Afin d’assurer des conditions uniformes d’exécution de la directive 1999/31/CE, il convient de conférer des compétences d’exécution à la Commission en ce qui concerne l’article 5 bis, paragraphe 4, l’article 15, paragraphe 5, et les articles 15 ter et 15 quater de ladite directive, tels qu’ils ont été modifiés par la présente directive. Ces compétences devraient être exercées en conformité avec le règlement (UE) no 182/2011 du Parlement européen et du Conseil (7).

(18)

Étant donné que les objectifs de la présente directive, qui consistent à améliorer la gestion des déchets dans l’Union et, partant, à contribuer à la protection, à la préservation et à l’amélioration de la qualité de l’environnement ainsi qu’à l’utilisation prudente et rationnelle des ressources naturelles, ne peuvent pas être atteints de manière suffisante par les États membres, mais peuvent, en raison de la portée et des effets des mesures, l’être mieux au niveau de l’Union, celle-ci peut prendre des mesures, conformément au principe de subsidiarité consacré à l’article 5 du traité sur l’Union européenne.

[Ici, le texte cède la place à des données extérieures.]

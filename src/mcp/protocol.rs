// src/mcp/protocol.rs

use serde::{Deserialize, Serialize};
use serde_json::{json, Value};

use crate::blockchain::error::AgentError;

/// One JSON-RPC 2.0 message from the client. A null `id` marks a notification.
#[derive(Debug, Serialize, Deserialize)]
pub struct Request {
    #[serde(default = "default_jsonrpc")]
    pub jsonrpc: String,
    #[serde(default)]
    pub id: Value,
    pub method: String,
    #[serde(default)]
    pub params: Option<Value>,
}

#[derive(Debug, Serialize, Deserialize)]
pub struct Response {
    pub jsonrpc: String,
    pub id: Value,
    #[serde(skip_serializing_if = "Option::is_none")]
    pub result: Option<Value>,
    #[serde(skip_serializing_if = "Option::is_none")]
    pub error: Option<ErrorObject>,
}

#[derive(Debug, Serialize, Deserialize)]
pub struct ErrorObject {
    pub code: i32,
    pub message: String,
    #[serde(skip_serializing_if = "Option::is_none")]
    pub data: Option<Value>,
}

fn default_jsonrpc() -> String {
    "2.0".to_string()
}

impl Request {
    pub fn is_notification(&self) -> bool {
        self.id.is_null()
    }
}

impl Response {
    pub fn success(id: Value, result: Value) -> Self {
        Self {
            jsonrpc: "2.0".to_string(),
            id,
            result: Some(result),
            error: None,
        }
    }

    pub fn error(id: Value, code: i32, message: String) -> Self {
        Self::with_error(id, ErrorObject { code, message, data: None })
    }

    pub fn error_with_data(id: Value, code: i32, message: String, data: Value) -> Self {
        Self::with_error(id, ErrorObject { code, message, data: Some(data) })
    }

    /// Validation failures become `INVALID_PARAMS`, everything else
    /// `INTERNAL_ERROR`. `data.kind` carries the stable error kind.
    pub fn agent_error(id: Value, err: &AgentError) -> Self {
        let code = if err.is_validation() {
            error_codes::INVALID_PARAMS
        } else {
            error_codes::INTERNAL_ERROR
        };
        Self::error_with_data(id, code, err.to_string(), json!({ "kind": err.kind() }))
    }

    fn with_error(id: Value, error: ErrorObject) -> Self {
        Self {
            jsonrpc: "2.0".to_string(),
            id,
            result: None,
            error: Some(error),
        }
    }
}

// Standard JSON-RPC error codes
pub mod error_codes {
    pub const PARSE_ERROR: i32 = -32700;
    pub const INVALID_REQUEST: i32 = -32600;
    pub const METHOD_NOT_FOUND: i32 = -32601;
    pub const INVALID_PARAMS: i32 = -32602;
    pub const INTERNAL_ERROR: i32 = -32603;
}
// src/blockchain/encryption.rs

use std::str::FromStr;

use anyhow::{anyhow, Context, Result};
use async_trait::async_trait;
use ethers::types::{Address, Bytes, NameOrAddress, TransactionRequest};
use reqwest::Client;
use serde::{Deserialize, Serialize};
use serde_json::json;
use tracing::debug;

use crate::blockchain::chains::ChainConfig;

/// Whether transactions are encrypted before signing.
#[derive(Debug, Clone, Copy, PartialEq, Eq, Default, Serialize, Deserialize)]
#[serde(rename_all = "lowercase")]
pub enum EncryptionMode {
    /// Encrypt only when the request asks for it.
    #[default]
    Manual,
    /// Encrypt every transaction; the request flag is only echoed.
    Automatic,
}

impl EncryptionMode {
    pub fn should_encrypt(self, requested: bool) -> bool {
        match self {
            EncryptionMode::Automatic => true,
            EncryptionMode::Manual => requested,
        }
    }
}

impl FromStr for EncryptionMode {
    type Err = anyhow::Error;

    fn from_str(s: &str) -> Result<Self> {
        match s.trim().to_lowercase().as_str() {
            "manual" => Ok(EncryptionMode::Manual),
            "automatic" | "auto" => Ok(EncryptionMode::Automatic),
            other => Err(anyhow!("unknown encryption mode '{}', expected 'manual' or 'automatic'", other)),
        }
    }
}

/// Rewrites a transaction so its destination and calldata are hidden until
/// the block is finalized.
#[async_trait]
pub trait TransactionEncryptor: Send + Sync {
    async fn encrypt(&self, chain: &ChainConfig, tx: TransactionRequest) -> Result<TransactionRequest>;
}

/// Used when no encryption service is configured.
pub struct UnconfiguredEncryptor;

#[async_trait]
impl TransactionEncryptor for UnconfiguredEncryptor {
    async fn encrypt(&self, chain: &ChainConfig, _tx: TransactionRequest) -> Result<TransactionRequest> {
        Err(anyhow!(
            "no encryption service configured (set ENCRYPTION_SERVICE_URL) for chain {}",
            chain.name
        ))
    }
}

/// Delegates encryption to an HTTP sidecar running the chain's encryption SDK.
///
/// Request: `{"chainId", "rpcUrl", "to", "data"}`. Response: `{"to", "data"}`,
/// which replace the transaction's destination and calldata.
pub struct RemoteEncryptor {
    client: Client,
    endpoint: String,
}

#[derive(Debug, Deserialize)]
struct EncryptedPayload {
    to: String,
    data: String,
}

impl RemoteEncryptor {
    pub fn new(endpoint: impl Into<String>) -> Self {
        Self {
            client: Client::new(),
            endpoint: endpoint.into(),
        }
    }
}

#[async_trait]
impl TransactionEncryptor for RemoteEncryptor {
    async fn encrypt(&self, chain: &ChainConfig, tx: TransactionRequest) -> Result<TransactionRequest> {
        let to = match &tx.to {
            Some(NameOrAddress::Address(a)) => format!("{:?}", a),
            Some(NameOrAddress::Name(n)) => return Err(anyhow!("cannot encrypt ENS destination {}", n)),
            None => return Err(anyhow!("cannot encrypt a contract deployment")),
        };
        let data = tx
            .data
            .as_ref()
            .map(|d| format!("0x{}", hex::encode(d)))
            .unwrap_or_else(|| "0x".to_string());

        let payload = json!({
            "chainId": chain.chain_id,
            "rpcUrl": chain.rpc_url,
            "to": to,
            "data": data,
        });
        debug!("Encrypting transaction to {} on {}", to, chain.name);

        let resp = self
            .client
            .post(&self.endpoint)
            .json(&payload)
            .send()
            .await
            .context("encryption service unreachable")?;
        let status = resp.status();
        if !status.is_success() {
            let body = resp.text().await.unwrap_or_default();
            return Err(anyhow!("encryption service returned {}: {}", status, body));
        }
        let encrypted: EncryptedPayload = resp
            .json()
            .await
            .context("invalid encryption service response")?;

        let new_to = Address::from_str(&encrypted.to).context("encryption service returned invalid 'to'")?;
        let raw = encrypted.data.strip_prefix("0x").unwrap_or(&encrypted.data);
        let new_data = Bytes::from(hex::decode(raw).context("encryption service returned invalid 'data'")?);

        Ok(tx.to(new_to).data(new_data))
    }
}
// src/blockchain/models.rs
use ethers::types::{Address, Bytes};
use serde::{Deserialize, Serialize};

// --- Request Models ---
//
// Tool arguments are deserialized into these once at the edge; the services
// never look at untyped JSON.

/// Defines the structure for a balance query.
#[derive(Debug, Clone, Default, Deserialize)]
#[serde(rename_all = "camelCase")]
pub struct BalanceRequest {
    #[serde(alias = "chain_id", alias = "network")]
    pub chain: String,
    /// Account to inspect; blank or non-address input means the agent's own wallet.
    #[serde(default, alias = "wallet_address")]
    pub address: Option<String>,
    /// Symbol, `native`, or a token contract address. Blank means the native token.
    #[serde(default, alias = "token_address")]
    pub token: Option<String>,
}

/// Defines the structure for a native or ERC-20 transfer.
#[derive(Debug, Clone, Default, Deserialize)]
#[serde(rename_all = "camelCase")]
pub struct TransferRequest {
    #[serde(alias = "chain_id", alias = "network")]
    pub chain: String,
    #[serde(default, alias = "token_address")]
    pub token: Option<String>,
    #[serde(default)]
    pub amount: Option<String>,
    #[serde(default, alias = "to", alias = "to_address")]
    pub recipient: Option<String>,
    /// Extra calldata attached to a native value transfer.
    #[serde(default)]
    pub data: Option<Bytes>,
    #[serde(default, alias = "is_bite", alias = "isBite")]
    pub encrypt: bool,
}

/// Defines the structure for a router swap.
#[derive(Debug, Clone, Default, Deserialize)]
#[serde(rename_all = "camelCase")]
pub struct SwapRequest {
    #[serde(alias = "chain_id", alias = "network")]
    pub chain: String,
    #[serde(default, alias = "input_token", alias = "from_token")]
    pub input_token: Option<String>,
    #[serde(default, alias = "output_token", alias = "to_token")]
    pub output_token: Option<String>,
    #[serde(default)]
    pub amount: Option<String>,
    /// Percent in [0, 50]; 0.5 when absent.
    #[serde(default)]
    pub slippage: Option<f64>,
    #[serde(default, alias = "is_bite", alias = "isBite")]
    pub encrypt: bool,
}

/// A quote is a swap request that is never submitted.
pub type QuoteRequest = SwapRequest;

// --- Result Models ---

/// Defines the structure for a balance response.
#[derive(Debug, Clone, Serialize)]
#[serde(rename_all = "camelCase")]
pub struct BalanceResult {
    pub chain: String,
    pub address: String,
    pub token: String,
    pub amount: String,
}

/// Defines the structure for a completed transfer.
#[derive(Debug, Clone, Serialize)]
#[serde(rename_all = "camelCase")]
pub struct TransferResult {
    pub chain: String,
    pub tx_hash: String,
    pub token: String,
    pub token_address: Option<Address>,
    pub recipient: String,
    pub amount: String,
    /// Whether the transaction was encrypted before signing.
    #[serde(rename = "isBite")]
    pub encrypted: bool,
    #[serde(skip_serializing_if = "Option::is_none")]
    pub explorer_url: Option<String>,
}

/// The three router entry points, chosen from the two `is_native` flags.
#[derive(Debug, Clone, Copy, PartialEq, Eq, Serialize)]
#[serde(rename_all = "camelCase")]
pub enum SwapRoute {
    ExactNativeForTokens,
    ExactTokensForNative,
    ExactTokensForTokens,
}

impl SwapRoute {
    /// Token-input routes need the router to hold an allowance first.
    pub fn requires_approval(self) -> bool {
        !matches!(self, SwapRoute::ExactNativeForTokens)
    }
}

/// Defines the structure for a quote without execution.
#[derive(Debug, Clone, Serialize)]
#[serde(rename_all = "camelCase")]
pub struct QuoteResult {
    pub chain: String,
    pub input_token: String,
    pub output_token: String,
    pub input_address: Address,
    pub output_address: Address,
    pub route: SwapRoute,
    pub amount_in: String,
    pub amount_out: String,
    pub amount_out_min: String,
    pub slippage: f64,
    /// True when executing would first submit an `approve` to the router.
    pub approval_required: bool,
}

/// Defines the structure for a completed swap.
#[derive(Debug, Clone, Serialize)]
#[serde(rename_all = "camelCase")]
pub struct SwapResult {
    pub chain: String,
    pub tx_hash: String,
    #[serde(skip_serializing_if = "Option::is_none")]
    pub approval_tx_hash: Option<String>,
    pub input_token: String,
    pub output_token: String,
    pub input_address: Address,
    pub output_address: Address,
    pub route: SwapRoute,
    pub amount_in: String,
    pub amount_out: String,
    pub amount_out_min: String,
    #[serde(rename = "isBite")]
    pub encrypted: bool,
    #[serde(skip_serializing_if = "Option::is_none")]
    pub explorer_url: Option<String>,
}

/// Defines the structure for one entry of the chain listing.
#[derive(Debug, Clone, Serialize)]
#[serde(rename_all = "camelCase")]
pub struct ChainSummary {
    pub name: String,
    pub chain_id: String,
    pub native_token_symbol: String,
    pub explorer_url: String,
    pub tokens: Vec<String>,
    pub has_router: bool,
    /// Informational; see [`ChainConfig::encryption_default`](crate::blockchain::chains::ChainConfig::encryption_default).
    pub encryption_default: bool,
}
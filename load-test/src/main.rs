use std::{error::Error, sync::Arc};

use counter_handler::{
    config::{env_string, env_u64},
    ErrorBody, Handler, IncrementHandler, MemoryStore, SuccessBody,
};
use counter_service::{init_tracing, serve, ServiceSettings};
use indicatif::ProgressBar;
use tokio::time::{sleep, Duration, Instant};
use tracing::{info, warn};

type BoxError = Box<dyn Error + Send + Sync>;

/// POST an increment and return the count the service answered with.
async fn increment(client: &reqwest::Client, url: &str, by: i64) -> Result<i64, BoxError> {
    let response = client
        .post(url)
        .body(format!(r#"{{"incrementBy": {by}}}"#))
        .send()
        .await?;
    let status = response.status();
    if !status.is_success() {
        let body: ErrorBody = response.json().await?;
        return Err(format!("increment failed with {status}: {}", body.error).into());
    }
    let body: SuccessBody = response.json().await?;
    Ok(body.count)
}

fn mean_per_increment(elapsed: Duration, total: u64) -> Option<Duration> {
    (total > 0).then(|| elapsed.div_f64(total as f64))
}

async fn wait_until_up(client: &reqwest::Client, base: &str) -> Result<(), BoxError> {
    for _ in 0..50 {
        if let Ok(response) = client.get(format!("{base}/health")).send().await {
            if response.status().is_success() {
                return Ok(());
            }
        }
        sleep(Duration::from_millis(10)).await;
    }
    Err(format!("service at {base} never became healthy").into())
}

#[actix_web::main]
async fn main() -> Result<(), BoxError> {
    init_tracing();

    let settings = ServiceSettings {
        bind: env_string("LOAD_BIND", "127.0.0.1:8089".into()),
        ..ServiceSettings::default()
    };
    let num_tasks = env_u64("LOAD_TASKS", 8);
    let num_increments_per_task = env_u64("LOAD_INCREMENTS_PER_TASK", 250);
    let counter_id = env_string("LOAD_COUNTER", "load-test".into());

    let handler: Arc<dyn Handler> = Arc::new(IncrementHandler::with_config(
        Arc::new(MemoryStore::new()),
        settings.handler.clone(),
    ));
    let server = serve(&settings, handler)?;
    let server_handle = server.handle();
    tokio::spawn(server);

    let base = format!("http://{}", settings.bind);
    let url = format!("{base}/counters/{counter_id}");
    let client = reqwest::Client::new();
    wait_until_up(&client, &base).await?;

    // an increment of zero reads the current value
    let first_value = increment(&client, &url, 0).await?;
    info!("First value: {}", first_value);

    let total = num_tasks * num_increments_per_task;
    info!("Incrementing counter using {num_tasks} tasks with {num_increments_per_task} increments each");
    let progress = ProgressBar::new(total);

    let start = Instant::now();

    let mut tasks = Vec::new();
    for _ in 0..num_tasks {
        let client = client.clone();
        let url = url.clone();
        let progress = progress.clone();
        tasks.push(tokio::spawn(async move {
            let mut failures = 0u64;
            for _ in 0..num_increments_per_task {
                if let Err(e) = increment(&client, &url, 1).await {
                    warn!("Increment failed: {e}");
                    failures += 1;
                }
                progress.inc(1);
            }
            failures
        }));
    }

    let mut failures = 0;
    for task in tasks {
        failures += task.await?;
    }
    progress.finish();

    let elapsed = start.elapsed();
    info!("Ran {} increments using {} tasks in {:?}", total, num_tasks, elapsed);
    if let Some(mean) = mean_per_increment(elapsed, total) {
        info!("(mean time/increment = {:?})", mean);
    }

    let final_value = increment(&client, &url, 0).await?;
    info!("Final value: {}", final_value);

    server_handle.stop(true).await;

    let expected = first_value + (total - failures) as i64;
    if failures > 0 || final_value != expected {
        return Err(format!(
            "lost increments: expected {expected}, got {final_value} ({failures} failed requests)"
        )
        .into());
    }

    Ok(())
}
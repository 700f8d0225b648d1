use std::env;

/// Which wording to use for error messages.
#[derive(Debug, Clone, Copy, Default, PartialEq, Eq)]
pub enum MessageStyle {
    #[default]
    Corrected,
    /// Byte-for-byte texts from the first deployment of this endpoint.
    Legacy,
}

#[derive(Debug, Clone, PartialEq, Eq)]
pub struct HandlerConfig {
    /// Name of the table holding the counters.
    pub table: String,
    /// Primary key attribute of a counter record.
    pub key_attribute: String,
    /// Numeric attribute that gets incremented.
    pub count_attribute: String,
    /// Status code the storage engine reports for a successful update.
    pub success_status: u16,
    pub messages: MessageStyle,
}

pub const DEFAULT_TABLE: &str = "counters";
pub const DEFAULT_KEY_ATTRIBUTE: &str = "counterId";
pub const DEFAULT_COUNT_ATTRIBUTE: &str = "theCount";

impl Default for HandlerConfig {
    fn default() -> Self {
        Self {
            table: DEFAULT_TABLE.into(),
            key_attribute: DEFAULT_KEY_ATTRIBUTE.into(),
            count_attribute: DEFAULT_COUNT_ATTRIBUTE.into(),
            success_status: 200,
            messages: MessageStyle::Corrected,
        }
    }
}

impl HandlerConfig {
    /// Read overrides from `COUNTER_*` environment variables, falling back
    /// to the defaults for anything unset or unparsable.
    pub fn from_env() -> Self {
        let defaults = Self::default();
        Self {
            table: env_string("COUNTER_TABLE_NAME", defaults.table),
            key_attribute: env_string("COUNTER_KEY_ATTRIBUTE", defaults.key_attribute),
            count_attribute: env_string("COUNTER_COUNT_ATTRIBUTE", defaults.count_attribute),
            success_status: defaults.success_status,
            messages: if env_bool("COUNTER_LEGACY_MESSAGES", false) {
                MessageStyle::Legacy
            } else {
                MessageStyle::Corrected
            },
        }
    }

    pub fn with_messages(mut self, messages: MessageStyle) -> Self {
        self.messages = messages;
        self
    }

    pub fn with_table(mut self, table: &str) -> Self {
        self.table = table.into();
        self
    }
}

pub fn env_string(name: &str, default: String) -> String {
    env::var(name)
        .ok()
        .filter(|v| !v.trim().is_empty())
        .unwrap_or(default)
}

pub fn env_bool(name: &str, default: bool) -> bool {
    env::var(name)
        .ok()
        .and_then(|v| parse_bool(&v))
        .unwrap_or(default)
}

pub fn env_u64(name: &str, default: u64) -> u64 {
    env::var(name)
        .ok()
        .and_then(|v| v.trim().parse::<u64>().ok())
        .unwrap_or(default)
}

fn parse_bool(raw: &str) -> Option<bool> {
    match raw.trim() {
        "1" | "true" | "TRUE" | "yes" | "YES" => Some(true),
        "0" | "false" | "FALSE" | "no" | "NO" => Some(false),
        _ => None,
    }
}
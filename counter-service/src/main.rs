use std::sync::Arc;

use counter_handler::{Handler, IncrementHandler, MemoryStore, StorageEngine};
use counter_service::{init_tracing, serve, ServiceSettings};
use tracing::info;

#[actix_web::main]
async fn main() -> std::io::Result<()> {
    init_tracing();

    let settings = ServiceSettings::from_env();
    info!("Booting counter service with {:?}", settings);

    // one engine for the whole process, shared by every request
    let engine: Arc<dyn StorageEngine> =
        Arc::new(MemoryStore::with_tables([settings.handler.table.clone()]));
    let handler: Arc<dyn Handler> = Arc::new(IncrementHandler::with_config(
        engine,
        settings.handler.clone(),
    ));

    serve(&settings, handler)?.await
}
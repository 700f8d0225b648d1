use thiserror::Error;

use crate::{
    config::MessageStyle,
    wire::{format_error_response, Response},
};

/// Broad classes of failure, each with a fixed HTTP status.
#[derive(Debug, Clone, Copy, PartialEq, Eq)]
pub enum ErrorKind {
    /// The caller sent something we can't act on.
    MalformedRequest,
    /// We couldn't get a handle to the counters table.
    StorageUnavailable,
    /// The increment call itself failed.
    StorageEngineFailure,
    /// The storage engine answered, but not with what we asked for.
    StorageContractViolation,
}

impl ErrorKind {
    pub fn status_code(self) -> u16 {
        match self {
            ErrorKind::MalformedRequest => 400,
            ErrorKind::StorageUnavailable
            | ErrorKind::StorageEngineFailure
            | ErrorKind::StorageContractViolation => 500,
        }
    }
}

/// Every way an increment can fail. The display text is the message sent
/// back to the caller.
#[derive(Debug, Error)]
pub enum HandlerError {
    #[error("Failed to parse body as JSON")]
    BodyNotJson,
    #[error("Unable to extract incrementBy value from body")]
    MissingIncrementBy,
    #[error("incrementBy must be an integer")]
    IncrementByNotInteger,
    #[error("Missing counterId in input path")]
    MissingCounterId,
    #[error("Failed getting the {table} table")]
    TableUnavailable {
        table: String,
        #[source]
        source: StoreError,
    },
    #[error("Failed to increment the counter")]
    IncrementFailed(#[source] StoreError),
    #[error("Unexpected storage response format")]
    UnexpectedResponseShape,
    #[error("Unexpected response status code {0} from storage")]
    UnexpectedStatus(u16),
}

impl HandlerError {
    pub fn kind(&self) -> ErrorKind {
        match self {
            HandlerError::BodyNotJson
            | HandlerError::MissingIncrementBy
            | HandlerError::IncrementByNotInteger
            | HandlerError::MissingCounterId => ErrorKind::MalformedRequest,
            HandlerError::TableUnavailable { .. } => ErrorKind::StorageUnavailable,
            HandlerError::IncrementFailed(_) => ErrorKind::StorageEngineFailure,
            HandlerError::UnexpectedResponseShape | HandlerError::UnexpectedStatus(_) => {
                ErrorKind::StorageContractViolation
            }
        }
    }

    pub fn status_code(&self) -> u16 {
        self.kind().status_code()
    }

    /// The message shown to the caller. [MessageStyle::Legacy] reproduces
    /// the texts older clients match on, including the inverted
    /// `incrementBy` hint.
    pub fn message(&self, style: MessageStyle) -> String {
        match (style, self) {
            (MessageStyle::Legacy, HandlerError::IncrementByNotInteger) => {
                "incrementBy must be a string".into()
            }
            (MessageStyle::Legacy, HandlerError::TableUnavailable { .. }) => {
                "Failed getting the dynamoDB table".into()
            }
            (MessageStyle::Legacy, HandlerError::UnexpectedResponseShape) => {
                "Response from DynamoDB was in an unexpected format".into()
            }
            (MessageStyle::Legacy, HandlerError::UnexpectedStatus(code)) => {
                format!("Unexpected response status code {code} from Dynamo")
            }
            _ => self.to_string(),
        }
    }

    pub fn into_response(self, style: MessageStyle) -> Response {
        format_error_response(self.status_code(), &self.message(style))
    }
}

/// Failures reported by a storage engine.
#[derive(Debug, Clone, Error, PartialEq, Eq)]
pub enum StoreError {
    #[error("table {0} does not exist")]
    TableNotFound(String),
    #[error("storage engine unreachable: {0}")]
    Unreachable(String),
    #[error("update rejected: {0}")]
    Rejected(String),
}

Conformément au principe de proportionnalité tel qu’énoncé audit article, la présente directive n’excède pas ce qui est nécessaire pour atteindre ces objectifs.

(19)

Il y a donc lieu de modifier la directive 1999/31/CE en conséquence.

(20)

Conformément à la déclaration politique commune des États membres et de la Commission du 28 septembre 2011 sur les documents explicatifs (8), les États membres se sont engagés à joindre à la notification de leurs mesures de transposition, dans les cas où cela se justifie, un ou plusieurs documents expliquant le lien entre les éléments d’une directive et les parties correspondantes des instruments nationaux de transposition. En ce qui concerne la présente directive, le législateur estime que la transmission de ces documents est justifiée,

ONT ADOPTÉ LA PRÉSENTE DIRECTIVE:

Article premier

Modifications

La directive 1999/31/CE est modifiée comme suit:

1.

à l’article 1er, le paragraphe 1 est remplacé par le texte suivant:

«1.   En vue de soutenir la transition de l’Union vers une économie circulaire et de répondre aux exigences de la directive 2008/98/CE du Parlement européen et du Conseil (*1), et notamment de ses articles 4 et 12, la présente directive a pour objet d’assurer une réduction progressive de la mise en décharge des déchets, en particulier des déchets qui se prêtent au recyclage ou à toute autre valorisation, et, par des exigences techniques et opérationnelles strictes applicables aux déchets et aux décharges, de prévoir des mesures, procédures et orientations visant à prévenir ou à réduire autant que possible les effets négatifs de la mise en décharge des déchets sur l’environnement, et notamment la pollution des eaux de surface, des eaux souterraines, du sol et de l’air, et sur l’environnement de la planète, y compris l’effet de serre, ainsi que les risques qui en résultent pour la santé humaine, pendant toute la durée de vie de la décharge.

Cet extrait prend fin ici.